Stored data
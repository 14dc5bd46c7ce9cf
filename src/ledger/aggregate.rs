//! Day, category and month rollups over monetary records.

use std::collections::{BTreeMap, BTreeSet};

use chrono::{Datelike, NaiveDate};
use serde::{Deserialize, Serialize};

use crate::domain::{coerce_amount, MonetaryRecord, Period};

/// Records whose date falls inside `period`.
pub fn records_in_period<'a>(
    records: impl IntoIterator<Item = &'a MonetaryRecord>,
    period: Period,
) -> Vec<&'a MonetaryRecord> {
    records
        .into_iter()
        .filter(|record| period.contains(record.occurred_on))
        .collect()
}

/// Sum of coerced amounts.
pub fn total_amount<'a>(records: impl IntoIterator<Item = &'a MonetaryRecord>) -> f64 {
    records
        .into_iter()
        .map(|record| coerce_amount(record.amount))
        .sum()
}

/// Per-day sums for one month, zero-filled. Index 0 is day 1.
#[derive(Debug, Clone, PartialEq, Serialize, Deserialize)]
pub struct DailyTotals {
    pub period: Period,
    totals: Vec<f64>,
}

impl DailyTotals {
    pub fn empty(period: Period) -> Self {
        Self {
            period,
            totals: vec![0.0; period.days() as usize],
        }
    }

    /// Amount for a 1-based day; days outside the month read as zero.
    pub fn day(&self, day: u32) -> f64 {
        day.checked_sub(1)
            .and_then(|index| self.totals.get(index as usize))
            .copied()
            .unwrap_or(0.0)
    }

    pub fn len(&self) -> usize {
        self.totals.len()
    }

    pub fn is_empty(&self) -> bool {
        self.totals.is_empty()
    }

    /// `(day, amount)` pairs in calendar order.
    pub fn iter(&self) -> impl Iterator<Item = (u32, f64)> + '_ {
        self.totals
            .iter()
            .enumerate()
            .map(|(index, amount)| (index as u32 + 1, *amount))
    }

    pub fn as_slice(&self) -> &[f64] {
        &self.totals
    }

    pub fn total(&self) -> f64 {
        self.totals.iter().sum()
    }

    fn add(&mut self, date: NaiveDate, amount: f64) {
        if let Some(slot) = self.totals.get_mut(date.day0() as usize) {
            *slot += amount;
        }
    }
}

pub fn group_by_day<'a>(
    records: impl IntoIterator<Item = &'a MonetaryRecord>,
    period: Period,
) -> DailyTotals {
    let mut daily = DailyTotals::empty(period);
    for record in records {
        if period.contains(record.occurred_on) {
            daily.add(record.occurred_on, coerce_amount(record.amount));
        }
    }
    daily
}

/// Sums per category label. Missing or blank categories land in
/// [`UNCATEGORIZED`](crate::domain::UNCATEGORIZED).
pub fn group_by_category<'a>(
    records: impl IntoIterator<Item = &'a MonetaryRecord>,
) -> BTreeMap<String, f64> {
    let mut totals = BTreeMap::new();
    for record in records {
        *totals
            .entry(record.category_label().to_string())
            .or_insert(0.0) += coerce_amount(record.amount);
    }
    totals
}

/// One slice of a category breakdown.
#[derive(Debug, Clone, PartialEq, Serialize, Deserialize)]
pub struct CategoryShare {
    pub category: String,
    pub amount: f64,
    pub percent: f64,
}

/// Category sums with their share of the total, largest first.
pub fn category_breakdown<'a>(
    records: impl IntoIterator<Item = &'a MonetaryRecord>,
) -> Vec<CategoryShare> {
    let totals = group_by_category(records);
    let grand_total: f64 = totals.values().sum();
    let mut shares: Vec<CategoryShare> = totals
        .into_iter()
        .map(|(category, amount)| CategoryShare {
            percent: if grand_total > 0.0 {
                amount / grand_total * 100.0
            } else {
                0.0
            },
            category,
            amount,
        })
        .collect();
    shares.sort_by(|a, b| {
        b.amount
            .total_cmp(&a.amount)
            .then_with(|| a.category.cmp(&b.category))
    });
    shares
}

/// Per-month sums for `year`; index 0 is January.
pub fn group_by_month<'a>(
    records: impl IntoIterator<Item = &'a MonetaryRecord>,
    year: i32,
) -> [f64; 12] {
    let mut months = [0.0; 12];
    for record in records {
        if record.occurred_on.year() == year {
            months[record.occurred_on.month0() as usize] += coerce_amount(record.amount);
        }
    }
    months
}

/// Number of distinct dates in `period` that have at least one record.
pub fn active_days<'a>(
    records: impl IntoIterator<Item = &'a MonetaryRecord>,
    period: Period,
) -> usize {
    records
        .into_iter()
        .map(|record| record.occurred_on)
        .filter(|date| period.contains(*date))
        .collect::<BTreeSet<_>>()
        .len()
}

/// Average spend per active day in `period`.
///
/// With no active days the total is spread over the whole month instead, which is
/// zero whenever there is nothing to spread.
pub fn average_daily_amount<'a>(
    records: impl IntoIterator<Item = &'a MonetaryRecord>,
    period: Period,
) -> f64 {
    let in_period = records_in_period(records, period);
    let total = total_amount(in_period.iter().copied());
    if total == 0.0 {
        return 0.0;
    }
    match active_days(in_period.iter().copied(), period) {
        0 => total / period.days() as f64,
        days => total / days as f64,
    }
}

/// Everything a monthly page shows for one record kind.
#[derive(Debug, Clone, PartialEq, Serialize, Deserialize)]
pub struct MonthlySummary {
    pub period: Period,
    pub total: f64,
    pub average_daily: f64,
    pub record_count: usize,
    pub daily: DailyTotals,
    pub by_category: BTreeMap<String, f64>,
    pub breakdown: Vec<CategoryShare>,
}

impl MonthlySummary {
    pub fn build<'a>(
        records: impl IntoIterator<Item = &'a MonetaryRecord>,
        period: Period,
    ) -> Self {
        let in_period = records_in_period(records, period);
        Self {
            period,
            total: total_amount(in_period.iter().copied()),
            average_daily: average_daily_amount(in_period.iter().copied(), period),
            record_count: in_period.len(),
            daily: group_by_day(in_period.iter().copied(), period),
            by_category: group_by_category(in_period.iter().copied()),
            breakdown: category_breakdown(in_period.iter().copied()),
        }
    }
}

#[cfg(test)]
mod tests {
    use super::*;
    use crate::domain::{OwnerId, RecordKind};

    fn expense(amount: f64, category: Option<&str>, date: (i32, u32, u32)) -> MonetaryRecord {
        MonetaryRecord::new(
            OwnerId::new("u1"),
            RecordKind::Expense,
            amount,
            category.map(str::to_string),
            NaiveDate::from_ymd_opt(date.0, date.1, date.2).unwrap(),
        )
    }

    fn march_2024() -> Vec<MonetaryRecord> {
        vec![
            expense(100.0, Some("Food"), (2024, 3, 1)),
            expense(50.0, Some("Food"), (2024, 3, 1)),
            expense(30.0, Some("Transport"), (2024, 3, 15)),
        ]
    }

    #[test]
    fn march_example_groups_by_day_and_category() {
        let period = Period::new(2024, 3).unwrap();
        let records = march_2024();

        let daily = group_by_day(&records, period);
        assert_eq!(daily.len(), 31);
        assert_eq!(daily.day(1), 150.0);
        assert_eq!(daily.day(15), 30.0);
        assert_eq!(daily.iter().filter(|(_, amount)| *amount == 0.0).count(), 29);

        let by_category = group_by_category(&records);
        assert_eq!(by_category.len(), 2);
        assert_eq!(by_category["Food"], 150.0);
        assert_eq!(by_category["Transport"], 30.0);

        assert_eq!(average_daily_amount(&records, period), 90.0);
    }

    #[test]
    fn daily_totals_match_month_length_and_sum() {
        for (year, month, days) in [(2024, 2, 29), (2023, 2, 28), (2025, 4, 30), (2025, 12, 31)] {
            let period = Period::new(year, month).unwrap();
            let records = vec![
                expense(12.5, None, (year, month, 1)),
                expense(7.5, None, (year, month, days)),
            ];
            let daily = group_by_day(&records, period);
            assert_eq!(daily.len(), days as usize);
            assert_eq!(daily.total(), total_amount(&records));
        }
    }

    #[test]
    fn out_of_period_records_are_ignored() {
        let period = Period::new(2024, 3).unwrap();
        let mut records = march_2024();
        records.push(expense(999.0, Some("Food"), (2024, 4, 1)));
        assert_eq!(group_by_day(&records, period).total(), 180.0);
        assert_eq!(records_in_period(&records, period).len(), 3);
    }

    #[test]
    fn blank_categories_are_uncategorized() {
        let records = vec![
            expense(10.0, None, (2024, 3, 2)),
            expense(5.0, Some("  "), (2024, 3, 3)),
        ];
        let by_category = group_by_category(&records);
        assert_eq!(by_category.get(crate::domain::UNCATEGORIZED), Some(&15.0));
    }

    #[test]
    fn breakdown_is_sorted_with_percentages() {
        let shares = category_breakdown(&march_2024());
        assert_eq!(shares[0].category, "Food");
        assert!((shares[0].percent - 150.0 / 180.0 * 100.0).abs() < 1e-9);
        assert_eq!(shares[1].category, "Transport");
        let sum: f64 = shares.iter().map(|share| share.percent).sum();
        assert!((sum - 100.0).abs() < 1e-9);
        assert!(category_breakdown(&Vec::<MonetaryRecord>::new()).is_empty());
    }

    #[test]
    fn average_is_zero_without_records() {
        let period = Period::new(2024, 3).unwrap();
        assert_eq!(average_daily_amount(&Vec::<MonetaryRecord>::new(), period), 0.0);
    }

    #[test]
    fn average_divides_by_distinct_days() {
        let period = Period::new(2025, 6).unwrap();
        let records = vec![
            expense(10.0, None, (2025, 6, 1)),
            expense(20.0, None, (2025, 6, 2)),
            expense(30.0, None, (2025, 6, 2)),
            expense(40.0, None, (2025, 6, 30)),
        ];
        assert_eq!(active_days(&records, period), 3);
        assert_eq!(average_daily_amount(&records, period), 100.0 / 3.0);
    }

    #[test]
    fn groups_by_month_within_year() {
        let records = vec![
            expense(10.0, None, (2025, 1, 5)),
            expense(20.0, None, (2025, 1, 28)),
            expense(30.0, None, (2025, 12, 31)),
            expense(40.0, None, (2024, 12, 31)),
        ];
        let months = group_by_month(&records, 2025);
        assert_eq!(months[0], 30.0);
        assert_eq!(months[11], 30.0);
        assert_eq!(months.iter().sum::<f64>(), 60.0);
    }

    #[test]
    fn summary_collects_all_views() {
        let period = Period::new(2024, 3).unwrap();
        let summary = MonthlySummary::build(&march_2024(), period);
        assert_eq!(summary.total, 180.0);
        assert_eq!(summary.record_count, 3);
        assert_eq!(summary.average_daily, 90.0);
        assert_eq!(summary.daily.len(), 31);
        assert_eq!(summary.breakdown.len(), 2);
    }
}
use uuid::Uuid;

use crate::domain::category::{normalize_name, DEFAULT_INCOME_CATEGORIES};
use crate::domain::{CategoryDefinition, CategoryKind, OwnerId};
use crate::storage::RecordStore;

use super::{ServiceError, ServiceResult};

pub struct CategoryService;

impl CategoryService {
    pub fn add(
        store: &dyn RecordStore,
        owner: &OwnerId,
        name: &str,
        kind: CategoryKind,
    ) -> ServiceResult<CategoryDefinition> {
        let name = Self::validate_name(store, owner, kind, None, name)?;
        let category = CategoryDefinition::new(owner.clone(), name, kind);
        store.create_category(&category)?;
        Ok(category)
    }

    /// Renames a category. Records keep the old name, which still groups on its own.
    pub fn rename(
        store: &dyn RecordStore,
        owner: &OwnerId,
        kind: CategoryKind,
        id: Uuid,
        name: &str,
    ) -> ServiceResult<CategoryDefinition> {
        let mut category = store
            .list_categories(owner, kind)?
            .into_iter()
            .find(|category| category.id == id)
            .ok_or_else(|| ServiceError::Invalid("Category not found".into()))?;
        category.name = Self::validate_name(store, owner, kind, Some(id), name)?;
        store.update_category(&category)?;
        Ok(category)
    }

    /// Deletes the definition only; records referencing it are left as they are.
    pub fn remove(store: &dyn RecordStore, owner: &OwnerId, id: Uuid) -> ServiceResult<()> {
        let removed = store.delete_category(owner, id)?;
        tracing::info!(name = %removed.name, kind = %removed.kind, "category removed");
        Ok(())
    }

    pub fn list(
        store: &dyn RecordStore,
        owner: &OwnerId,
        kind: CategoryKind,
    ) -> ServiceResult<Vec<CategoryDefinition>> {
        Ok(store.list_categories(owner, kind)?)
    }

    /// Creates the default income categories when the owner has none yet.
    pub fn seed_defaults(
        store: &dyn RecordStore,
        owner: &OwnerId,
    ) -> ServiceResult<Vec<CategoryDefinition>> {
        let existing = store.list_categories(owner, CategoryKind::Income)?;
        if !existing.is_empty() {
            return Ok(existing);
        }
        for name in DEFAULT_INCOME_CATEGORIES {
            Self::add(store, owner, name, CategoryKind::Income)?;
        }
        Ok(store.list_categories(owner, CategoryKind::Income)?)
    }

    fn validate_name(
        store: &dyn RecordStore,
        owner: &OwnerId,
        kind: CategoryKind,
        exclude: Option<Uuid>,
        candidate: &str,
    ) -> ServiceResult<String> {
        let trimmed = candidate.trim();
        if trimmed.is_empty() {
            return Err(ServiceError::Invalid("Category name is required".into()));
        }
        let normalized = normalize_name(trimmed);
        let duplicate = store.list_categories(owner, kind)?.iter().any(|category| {
            category.normalized_name() == normalized && exclude.map_or(true, |id| category.id != id)
        });
        if duplicate {
            Err(ServiceError::Invalid(format!(
                "Category `{}` already exists",
                trimmed
            )))
        } else {
            Ok(trimmed.to_string())
        }
    }
}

Problem details
Give the total number of lines in the entries that contain the word "shares", with no other words.

Expected answer
8